▸ **RECORDS PROVIDED**:
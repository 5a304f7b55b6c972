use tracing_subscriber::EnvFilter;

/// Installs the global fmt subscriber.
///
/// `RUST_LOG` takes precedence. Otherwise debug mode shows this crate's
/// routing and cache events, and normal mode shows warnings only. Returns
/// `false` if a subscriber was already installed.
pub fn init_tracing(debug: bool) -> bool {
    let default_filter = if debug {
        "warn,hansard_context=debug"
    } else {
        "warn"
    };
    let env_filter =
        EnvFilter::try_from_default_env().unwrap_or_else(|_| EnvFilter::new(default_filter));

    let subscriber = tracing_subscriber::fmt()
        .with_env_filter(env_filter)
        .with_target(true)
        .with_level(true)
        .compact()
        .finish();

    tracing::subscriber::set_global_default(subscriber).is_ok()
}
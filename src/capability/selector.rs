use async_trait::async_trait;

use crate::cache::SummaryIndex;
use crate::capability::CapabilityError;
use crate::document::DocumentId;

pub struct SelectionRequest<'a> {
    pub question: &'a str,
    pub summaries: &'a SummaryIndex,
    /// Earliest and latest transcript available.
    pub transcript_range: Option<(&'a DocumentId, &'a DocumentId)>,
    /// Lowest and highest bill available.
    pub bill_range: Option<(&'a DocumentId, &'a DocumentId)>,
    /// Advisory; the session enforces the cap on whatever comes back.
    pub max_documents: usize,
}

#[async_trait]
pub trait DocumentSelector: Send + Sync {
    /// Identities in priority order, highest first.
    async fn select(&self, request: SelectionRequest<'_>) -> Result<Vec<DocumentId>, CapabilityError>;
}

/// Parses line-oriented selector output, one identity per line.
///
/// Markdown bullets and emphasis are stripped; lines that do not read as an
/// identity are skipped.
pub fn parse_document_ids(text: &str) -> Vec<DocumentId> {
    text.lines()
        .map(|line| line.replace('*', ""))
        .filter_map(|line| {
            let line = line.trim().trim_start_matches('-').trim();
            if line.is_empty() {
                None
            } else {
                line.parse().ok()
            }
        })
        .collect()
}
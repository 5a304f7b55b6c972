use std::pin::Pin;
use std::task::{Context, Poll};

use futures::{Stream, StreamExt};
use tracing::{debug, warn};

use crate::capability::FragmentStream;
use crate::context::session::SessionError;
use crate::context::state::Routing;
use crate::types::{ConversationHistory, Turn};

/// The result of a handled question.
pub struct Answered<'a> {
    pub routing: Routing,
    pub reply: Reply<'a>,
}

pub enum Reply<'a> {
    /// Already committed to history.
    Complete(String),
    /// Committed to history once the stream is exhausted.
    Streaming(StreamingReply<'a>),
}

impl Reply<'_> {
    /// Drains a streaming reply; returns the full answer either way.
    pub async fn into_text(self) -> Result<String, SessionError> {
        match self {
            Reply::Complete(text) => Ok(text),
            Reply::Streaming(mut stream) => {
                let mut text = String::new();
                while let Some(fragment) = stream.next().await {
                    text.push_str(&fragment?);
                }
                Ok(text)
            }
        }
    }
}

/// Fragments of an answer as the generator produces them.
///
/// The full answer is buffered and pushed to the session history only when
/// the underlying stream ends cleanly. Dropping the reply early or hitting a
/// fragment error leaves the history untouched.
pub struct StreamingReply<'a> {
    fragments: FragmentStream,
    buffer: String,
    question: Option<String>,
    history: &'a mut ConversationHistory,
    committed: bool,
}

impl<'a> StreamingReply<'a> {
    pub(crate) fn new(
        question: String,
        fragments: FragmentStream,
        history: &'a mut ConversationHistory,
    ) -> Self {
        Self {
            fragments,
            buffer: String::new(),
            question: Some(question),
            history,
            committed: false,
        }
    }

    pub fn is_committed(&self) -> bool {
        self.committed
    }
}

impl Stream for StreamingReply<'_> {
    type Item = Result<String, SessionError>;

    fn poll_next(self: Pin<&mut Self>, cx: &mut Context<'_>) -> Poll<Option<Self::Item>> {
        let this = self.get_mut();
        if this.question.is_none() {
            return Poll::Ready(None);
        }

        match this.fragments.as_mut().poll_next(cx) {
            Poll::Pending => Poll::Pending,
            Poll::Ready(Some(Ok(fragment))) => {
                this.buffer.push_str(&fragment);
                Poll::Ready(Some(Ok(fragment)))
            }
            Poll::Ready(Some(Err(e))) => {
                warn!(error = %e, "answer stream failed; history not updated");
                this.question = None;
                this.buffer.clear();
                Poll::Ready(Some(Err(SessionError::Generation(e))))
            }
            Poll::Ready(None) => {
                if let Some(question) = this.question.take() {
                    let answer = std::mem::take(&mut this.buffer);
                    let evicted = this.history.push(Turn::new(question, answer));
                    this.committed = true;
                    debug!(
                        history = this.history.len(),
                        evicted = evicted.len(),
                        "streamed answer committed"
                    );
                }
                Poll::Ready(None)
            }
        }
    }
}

▸ **WORK INSTRUCTION**: Reply with only the number of lines in the entries that hold the word "Complete".

▸ **REPLY TO THE TASK**: 2